Aber so ruhig bleibt es selbstverständlich nicht. Handlung, Tempo und Spannung, steigern sich kontinuierlich - ein typischer Spionageroman. Als Leser weiß man zu keinem Zeitpunkt, wem Walter trauen kann und hinter wem ein Doppelagent steckt. Überraschungen sind also garantiert. 
Besonders das Ende zeigt, wie gewieft Walter ist und wie einfallsreich Don Winslow gleichermaßen ist. 
Die Figuren in "Manhattan" überzeugen ebenfalls. Allen voran natürlich Walter Withers, der äußerst kultivierte, frühere Spion, größte Lude von Schweden und tödlichster Anwerber, der hier im Mittelpunkt steht. Er findet scheinbar immer eine Lösung. Immer bemerkenswert kreativ und immer mit Klasse.

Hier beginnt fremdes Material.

//! Testing utilities for the dtflat workspace
//!
//! Shared fixture trees, a board table matching them, and overlay appliers
//! that fail or record on demand.

#![allow(missing_docs)]

use dtflat_core::{
    glue_overlay, BoardDescriptor, DescriptorTable, FragmentOverlayApplier, OverlayApplier,
    OverlayBlob, OverlayError, OverlayFailure, OverlayHandle,
};
use dtflat_tree::{ConfigTree, NodeId, NodeSnapshot, PropValue, TreeSnapshot};

pub const BOARD: &str = "qcom,sdm845";
pub const USB_1: &str = "/soc@0/usb@a6f8800";
pub const USB_2: &str = "/soc@0/usb@a8f8800";

pub fn ports() -> NodeSnapshot {
    NodeSnapshot::new("ports")
        .with_property("#address-cells", 1u32)
        .with_property("#size-cells", 0u32)
        .with_child(
            NodeSnapshot::new("port@0")
                .with_property("reg", 0u32)
                .with_child(
                    NodeSnapshot::new("endpoint")
                        .with_property("remote-endpoint", PropValue::u32(0x42)),
                ),
        )
        .with_child(NodeSnapshot::new("port@1").with_property("reg", 1u32))
}

/// Legacy glue node with an `snps,dwc3` controller child
pub fn legacy_glue(name: &str, controller: NodeSnapshot) -> NodeSnapshot {
    NodeSnapshot::new(name)
        .with_compatible(["qcom,sdm845-dwc3", "qcom,dwc3"])
        .with_property("reg", PropValue::cells(&[0x0a6f_8800, 0x400]))
        .with_child(controller)
}

pub fn controller(name: &str) -> NodeSnapshot {
    NodeSnapshot::new(name)
        .with_compatible(["snps,dwc3"])
        .with_property("reg", PropValue::cells(&[0x0a60_0000, 0xcd00]))
        .with_flag("snps,dis_u2_susphy_quirk")
        .with_string("dr_mode", "otg")
        .with_flag("usb-role-switch")
        .with_string("maximum-speed", "super-speed")
        .with_flag("unrelated")
}

/// SDM845 board with two legacy glue nodes; the first has a `ports` subtree
pub fn legacy_snapshot() -> TreeSnapshot {
    TreeSnapshot::new(
        NodeSnapshot::new("")
            .with_compatible(["qcom,sdm845-mtp", BOARD])
            .with_child(
                NodeSnapshot::new("soc@0")
                    .with_child(NodeSnapshot::new("phy@88e2000"))
                    .with_child(legacy_glue(
                        "usb@a6f8800",
                        controller("usb@a600000").with_child(ports()),
                    ))
                    .with_child(legacy_glue("usb@a8f8800", controller("usb@a800000"))),
            ),
    )
}

pub fn legacy_tree() -> ConfigTree {
    build(&legacy_snapshot())
}

/// Same board with a board-supplied symbol table
pub fn legacy_tree_with_symbols() -> ConfigTree {
    let mut snapshot = legacy_snapshot();
    snapshot.root.children.push(
        NodeSnapshot::new("__symbols__").with_string("usb_1_hsphy", "/soc@0/phy@88e2000"),
    );
    build(&snapshot)
}

/// Tree whose root identity has no descriptor
pub fn unknown_board_tree() -> ConfigTree {
    let mut snapshot = legacy_snapshot();
    snapshot
        .root
        .properties
        .insert("compatible".to_string(), PropValue::string_list(["unknown,board"]));
    build(&snapshot)
}

pub fn build(snapshot: &TreeSnapshot) -> ConfigTree {
    snapshot.build().unwrap()
}

pub fn node(tree: &ConfigTree, path: &str) -> NodeId {
    tree.find_by_path(&path.parse().unwrap())
        .unwrap_or_else(|| panic!("no node at {path}"))
}

pub fn board_descriptor() -> BoardDescriptor {
    BoardDescriptor::new(BOARD, "qcom,dwc3")
        .with_symbol("intc", "/soc@0/interrupt-controller@17a00000")
        .with_symbol("usb_1_hsphy", "/soc@0/phy@88e2000")
        .with_overlay(glue_overlay(BOARD, &[USB_1, USB_2]))
}

pub fn test_table() -> DescriptorTable {
    DescriptorTable::new(vec![board_descriptor()]).unwrap()
}

pub fn table_with_overlay(overlay: OverlayBlob) -> DescriptorTable {
    DescriptorTable::new(vec![board_descriptor().with_overlay(overlay)]).unwrap()
}

/// How [`FailingOverlayApplier`] fails
#[derive(Debug, Clone, Copy, PartialEq, Eq)]
pub enum FailMode {
    /// Reject before touching the tree
    Immediately,
    /// Apply the overlay, then report failure with its handle
    AfterApplying,
}

/// Overlay applier that always fails `apply`
#[derive(Debug)]
pub struct FailingOverlayApplier {
    mode: FailMode,
    fail_remove: bool,
    inner: FragmentOverlayApplier,
    removed: Vec<OverlayHandle>,
}

impl FailingOverlayApplier {
    pub fn new(mode: FailMode) -> Self {
        Self {
            mode,
            fail_remove: false,
            inner: FragmentOverlayApplier::new(),
            removed: Vec::new(),
        }
    }

    /// Also fail every `remove`
    pub fn with_failing_remove(mut self) -> Self {
        self.fail_remove = true;
        self
    }

    pub fn removed(&self) -> &[OverlayHandle] {
        &self.removed
    }
}

impl OverlayApplier for FailingOverlayApplier {
    fn apply(
        &mut self,
        tree: &mut ConfigTree,
        blob: &OverlayBlob,
    ) -> Result<OverlayHandle, OverlayFailure> {
        let rejected = || OverlayError::Rejected("injected failure".to_string());
        match self.mode {
            FailMode::Immediately => Err(OverlayFailure::new(rejected())),
            FailMode::AfterApplying => {
                let handle = self.inner.apply(tree, blob)?;
                Err(OverlayFailure::partial(handle, rejected()))
            }
        }
    }

    fn remove(&mut self, tree: &mut ConfigTree, handle: OverlayHandle) -> Result<(), OverlayError> {
        if self.fail_remove {
            return Err(OverlayError::Rejected("injected removal failure".to_string()));
        }
        self.inner.remove(tree, handle)?;
        self.removed.push(handle);
        Ok(())
    }
}

/// Applier call log entry
#[derive(Debug, Clone, PartialEq, Eq)]
pub enum OverlayCall {
    Apply { bytes: usize, ok: bool },
    Remove(OverlayHandle),
}

/// Wraps an applier and records every call
#[derive(Debug, Default)]
pub struct RecordingOverlayApplier<A = FragmentOverlayApplier> {
    inner: A,
    calls: Vec<OverlayCall>,
}

impl<A: OverlayApplier> RecordingOverlayApplier<A> {
    pub fn new(inner: A) -> Self {
        Self {
            inner,
            calls: Vec::new(),
        }
    }

    pub fn calls(&self) -> &[OverlayCall] {
        &self.calls
    }

    pub fn inner(&self) -> &A {
        &self.inner
    }
}

impl<A: OverlayApplier> OverlayApplier for RecordingOverlayApplier<A> {
    fn apply(
        &mut self,
        tree: &mut ConfigTree,
        blob: &OverlayBlob,
    ) -> Result<OverlayHandle, OverlayFailure> {
        let result = self.inner.apply(tree, blob);
        self.calls.push(OverlayCall::Apply {
            bytes: blob.len(),
            ok: result.is_ok(),
        });
        result
    }

    fn remove(&mut self, tree: &mut ConfigTree, handle: OverlayHandle) -> Result<(), OverlayError> {
        self.calls.push(OverlayCall::Remove(handle));
        self.inner.remove(tree, handle)
    }
}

Aber auch seine "Nebendarsteller" überzeugen. Und von denen gibt es einige, beispielsweise Senator mit Gattin (hallo Kennedys?), eine verführerische Blondine (hallo Marylin?), das FBI (Hoover tritt allerdings nicht in Erscheinung. Dafür die vielen Etablissements?), die Mafia, hilfreiche und nicht so hilfreiche Kollegen, eine Geliebte und der good Cop.

Fazit

Ich hoffe aus meiner Meinung geht hervor, was ich von dem Buch halte:
5 Eselsohren! Aber nicht, weil es von Don Winslow ist. Mit dem Don Winslow, den ich literarisch kennengelernt habe, hat das Buch mal gar nichts gemein, sondern, weil ich gerne weitergelesen hätte, als das Buch zu Ende war.